- INFORMATION:
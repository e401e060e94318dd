pub mod baseline;
pub mod error;
pub mod remote;

pub use baseline::{DriftForecaster, NaiveForecaster};
pub use error::{ClientError, ClientResult};
pub use remote::RemoteForecaster;

use std::time::Duration;

use forecast_core::{Forecaster, ModelRegistry, PipelineError};

/// Model names served by the forecasting microservice.
pub const REMOTE_MODELS: [&str; 3] = ["neuralprophet", "chronos", "autoarima"];

/// Configuration for the forecasting model service.
#[derive(Debug, Clone)]
pub struct ClientConfig {
    pub service_url: String,
    pub timeout: Duration,
}

impl Default for ClientConfig {
    fn default() -> Self {
        dotenvy::dotenv().ok();
        let timeout_secs = std::env::var("FORECAST_SERVICE_TIMEOUT_SECS")
            .ok()
            .and_then(|v| v.parse::<u64>().ok())
            .unwrap_or(30);
        Self {
            service_url: std::env::var("FORECAST_SERVICE_URL")
                .unwrap_or_else(|_| "http://localhost:8005".to_string()),
            timeout: Duration::from_secs(timeout_secs),
        }
    }
}

/// Registry with only the in-process baseline models.
pub fn default_registry() -> ModelRegistry {
    let mut registry = ModelRegistry::new();
    registry.register("naive", || Ok(Box::new(NaiveForecaster) as Box<dyn Forecaster>));
    registry.register("drift", || {
        Ok(Box::new(DriftForecaster::default()) as Box<dyn Forecaster>)
    });
    registry
}

/// Registry with the baselines plus every model the service hosts.
pub fn full_registry(config: &ClientConfig) -> ModelRegistry {
    let mut registry = default_registry();
    for model in REMOTE_MODELS {
        let config = config.clone();
        registry.register(model, move || {
            RemoteForecaster::new(model, config.service_url.clone(), config.timeout)
                .map(|f| Box::new(f) as Box<dyn Forecaster>)
                .map_err(|e| PipelineError::Model(e.to_string()))
        });
    }
    registry
}
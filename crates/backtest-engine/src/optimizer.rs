use std::collections::{BTreeMap, HashMap};
use std::time::{Duration, Instant};

use rand::Rng;
use serde::{Deserialize, Serialize};
use tracing::{info, warn};

use forecast_core::{Forecaster, PipelineResult};

use crate::engine::Backtester;
use crate::models::BacktestConfig;

/// Inclusive bounds for one tunable parameter.
#[derive(Debug, Clone, Copy, Serialize, Deserialize)]
pub struct ParamRange {
    pub min: f64,
    pub max: f64,
}

/// Model-specific search space: parameter name to sampling bounds.
#[derive(Debug, Clone, Default, Serialize, Deserialize)]
pub struct SearchSpace {
    pub params: BTreeMap<String, ParamRange>,
}

impl SearchSpace {
    pub fn new() -> Self {
        Self::default()
    }

    pub fn with_param(mut self, name: impl Into<String>, min: f64, max: f64) -> Self {
        self.params.insert(name.into(), ParamRange { min, max });
        self
    }

    fn sample(&self, rng: &mut impl Rng) -> HashMap<String, f64> {
        self.params
            .iter()
            .map(|(name, range)| {
                let value = if range.max > range.min {
                    rng.gen_range(range.min..=range.max)
                } else {
                    range.min
                };
                (name.clone(), value)
            })
            .collect()
    }
}

/// One completed (or failed) optimization trial.
#[derive(Debug, Clone, Serialize, Deserialize)]
pub struct TrialRecord {
    pub trial: usize,
    pub params: HashMap<String, f64>,
    /// MAE of the trial's backtest; +inf when the trial failed.
    pub score: f64,
    pub succeeded: bool,
}

/// Full trial history plus the best configuration found so far. Readable
/// mid-search, not only after the loop ends.
#[derive(Debug, Clone, Default, Serialize, Deserialize)]
pub struct OptimizationResult {
    pub trials: Vec<TrialRecord>,
    best_index: Option<usize>,
}

impl OptimizationResult {
    fn record(&mut self, trial: TrialRecord) {
        let better = match self.best_index {
            None => trial.score.is_finite(),
            Some(i) => trial.score < self.trials[i].score,
        };
        if better {
            self.best_index = Some(self.trials.len());
        }
        self.trials.push(trial);
    }

    pub fn best_params(&self) -> Option<&HashMap<String, f64>> {
        self.best_index.map(|i| &self.trials[i].params)
    }

    pub fn best_score(&self) -> Option<f64> {
        self.best_index.map(|i| self.trials[i].score)
    }
}

/// Random-search hyperparameter optimizer scored by backtest MAE (lower is
/// better). A trial whose model fails to build or whose backtest errors is
/// scored +inf and never crashes the search.
pub struct HyperparamOptimizer {
    n_trials: usize,
    timeout: Option<Duration>,
}

impl HyperparamOptimizer {
    pub fn new(n_trials: usize) -> Self {
        Self {
            n_trials,
            timeout: None,
        }
    }

    /// Bound the whole search by wall clock. A trial already running when
    /// the deadline passes still finishes.
    pub fn with_timeout(mut self, timeout: Duration) -> Self {
        self.timeout = Some(timeout);
        self
    }

    /// Run up to `n_trials` trials, building a candidate model from each
    /// sampled parameter set via `build` and backtesting it on `prices`.
    pub async fn optimize(
        &self,
        space: &SearchSpace,
        config: &BacktestConfig,
        prices: &[f64],
        build: &(dyn Fn(&HashMap<String, f64>) -> PipelineResult<Box<dyn Forecaster>> + Send + Sync),
    ) -> OptimizationResult {
        let backtester = Backtester::new(config.clone());
        let started = Instant::now();
        let mut result = OptimizationResult::default();

        for trial in 0..self.n_trials {
            if let Some(limit) = self.timeout {
                if started.elapsed() >= limit {
                    info!("optimizer timeout after {} trials", trial);
                    break;
                }
            }

            let params = space.sample(&mut rand::thread_rng());
            let score = match build(&params) {
                Ok(model) => match backtester.run(model.as_ref(), prices).await {
                    Ok(metrics) => metrics.mae,
                    Err(e) => {
                        warn!("trial {} backtest failed: {}", trial, e);
                        f64::INFINITY
                    }
                },
                Err(e) => {
                    warn!("trial {} model build failed: {}", trial, e);
                    f64::INFINITY
                }
            };

            result.record(TrialRecord {
                trial,
                params,
                score,
                succeeded: score.is_finite(),
            });
        }

        result
    }
}
use serde::{Deserialize, Serialize};

use crate::error::{PipelineError, PipelineResult};

/// Direction of a predicted price move.
#[derive(Debug, Clone, Copy, PartialEq, Eq, Serialize, Deserialize)]
#[serde(rename_all = "snake_case")]
pub enum Direction {
    Up,
    Down,
    Neutral,
}

impl Direction {
    /// Moves within ±1% of the reference price are classified as neutral.
    pub const NEUTRAL_BAND_PCT: f64 = 1.0;

    /// Classify a predicted end price against the last known price.
    pub fn classify(last_price: f64, predicted: f64) -> Self {
        if last_price == 0.0 {
            return Direction::Neutral;
        }
        let change_pct = (predicted - last_price) / last_price * 100.0;
        if change_pct > Self::NEUTRAL_BAND_PCT {
            Direction::Up
        } else if change_pct < -Self::NEUTRAL_BAND_PCT {
            Direction::Down
        } else {
            Direction::Neutral
        }
    }

    pub fn as_str(&self) -> &'static str {
        match self {
            Direction::Up => "up",
            Direction::Down => "down",
            Direction::Neutral => "neutral",
        }
    }
}

/// A single forecast produced by one model (or an ensemble of models).
///
/// `predictions`, `confidence_low` and `confidence_high` are parallel
/// sequences of exactly `horizon` future prices, oldest first.
#[derive(Debug, Clone, Serialize, Deserialize)]
pub struct ForecastResult {
    pub model: String,
    pub predictions: Vec<f64>,
    pub confidence_low: Vec<f64>,
    pub confidence_high: Vec<f64>,
    pub direction: Direction,
    /// Model confidence in its own direction call, 0-100.
    pub confidence_pct: f64,
    pub horizon: usize,
}

impl ForecastResult {
    /// Build a forecast, rejecting shapes that would corrupt downstream
    /// aggregation (band/prediction length drift, zero horizon, confidence
    /// outside 0-100).
    pub fn try_new(
        model: impl Into<String>,
        predictions: Vec<f64>,
        confidence_low: Vec<f64>,
        confidence_high: Vec<f64>,
        direction: Direction,
        confidence_pct: f64,
    ) -> PipelineResult<Self> {
        let horizon = predictions.len();
        if horizon == 0 {
            return Err(PipelineError::InvalidForecast(
                "forecast must contain at least one prediction".to_string(),
            ));
        }
        if confidence_low.len() != horizon || confidence_high.len() != horizon {
            return Err(PipelineError::InvalidForecast(format!(
                "confidence bands ({}/{}) do not match prediction length {}",
                confidence_low.len(),
                confidence_high.len(),
                horizon
            )));
        }
        if !(0.0..=100.0).contains(&confidence_pct) {
            return Err(PipelineError::InvalidForecast(format!(
                "confidence_pct {} outside 0-100",
                confidence_pct
            )));
        }
        Ok(Self {
            model: model.into(),
            predictions,
            confidence_low,
            confidence_high,
            direction,
            confidence_pct,
            horizon,
        })
    }

    /// Last predicted price, the point backtests compare against actuals.
    pub fn final_prediction(&self) -> Option<f64> {
        self.predictions.last().copied()
    }
}
use thiserror::Error;

#[derive(Error, Debug)]
pub enum PipelineError {
    #[error("train/val/test ratios must sum to 1.0, got {sum}")]
    InvalidRatio { sum: f64 },

    #[error("insufficient data: {0}")]
    InsufficientData(String),

    #[error("prediction/actual length mismatch: {predicted} predicted vs {actual} actual")]
    LengthMismatch { predicted: usize, actual: usize },

    #[error("no predictions produced: every forecast step failed")]
    NoPredictions,

    #[error("all ensemble models failed")]
    AllModelsFailed,

    #[error("unknown model: {0}")]
    UnknownModel(String),

    #[error("no forecasting models registered")]
    NoModelsAvailable,

    #[error("invalid ensemble weights: {0}")]
    InvalidWeights(String),

    #[error("invalid forecast: {0}")]
    InvalidForecast(String),

    #[error("model error: {0}")]
    Model(String),
}

pub type PipelineResult<T> = Result<T, PipelineError>;
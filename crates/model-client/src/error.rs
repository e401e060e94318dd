use thiserror::Error;

#[derive(Error, Debug)]
pub enum ClientError {
    #[error("HTTP request failed: {0}")]
    RequestFailed(#[from] reqwest::Error),

    #[error("Service unavailable: {0}")]
    ServiceUnavailable(String),

    #[error("Invalid response: {0}")]
    InvalidResponse(String),

    #[error("Model not loaded")]
    ModelNotLoaded,
}

pub type ClientResult<T> = Result<T, ClientError>;
use tracing::{info, warn};

use forecast_core::{ModelRegistry, PipelineError, PipelineResult};

use crate::engine::Backtester;
use crate::models::{BacktestConfig, ModelComparison};

/// Runs the same backtest for several candidate models on the same data and
/// ranks the results by MAE. One broken model never aborts comparison of
/// the others; `best_model` is `None` only when every candidate failed.
pub struct ModelComparator<'a> {
    registry: &'a ModelRegistry,
}

impl<'a> ModelComparator<'a> {
    pub fn new(registry: &'a ModelRegistry) -> Self {
        Self { registry }
    }

    /// Compare an explicit candidate list.
    pub async fn compare(
        &self,
        config: &BacktestConfig,
        prices: &[f64],
        candidates: &[String],
    ) -> PipelineResult<ModelComparison> {
        config.validate()?;
        let backtester = Backtester::new(config.clone());
        let mut comparison = ModelComparison::new(&config.symbol, &config.interval);

        for name in candidates {
            let model = match self.registry.create(name) {
                Ok(model) => model,
                Err(e) => {
                    warn!("skipping {}: {}", name, e);
                    continue;
                }
            };
            match backtester.run(model.as_ref(), prices).await {
                Ok(metrics) => comparison.push(metrics),
                Err(e) => warn!("backtest failed for {}: {}, skipping", name, e),
            }
        }

        info!(
            "compared {} of {} candidates for {} {}; best: {:?}",
            comparison.results.len(),
            candidates.len(),
            config.symbol,
            config.interval,
            comparison.best_model
        );
        Ok(comparison)
    }

    /// Compare every model the registry currently reports as available.
    pub async fn compare_available(
        &self,
        config: &BacktestConfig,
        prices: &[f64],
    ) -> PipelineResult<ModelComparison> {
        if self.registry.is_empty() {
            return Err(PipelineError::NoModelsAvailable);
        }
        let candidates = self.registry.available_models();
        self.compare(config, prices, &candidates).await
    }
}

- WHAT YOU SHOULD DO: Out of the preceding entries, pull each line that contains the word "ModelRegistry".

- COMPLETED TASK:
use forecast_core::{Forecaster, ModelRegistry, PipelineError};
pub fn default_registry() -> ModelRegistry {
    let mut registry = ModelRegistry::new();
pub fn full_registry(config: &ClientConfig) -> ModelRegistry {
use forecast_core::{ModelRegistry, PipelineError, PipelineResult};
    registry: &'a ModelRegistry,
    pub fn new(registry: &'a ModelRegistry) -> Self {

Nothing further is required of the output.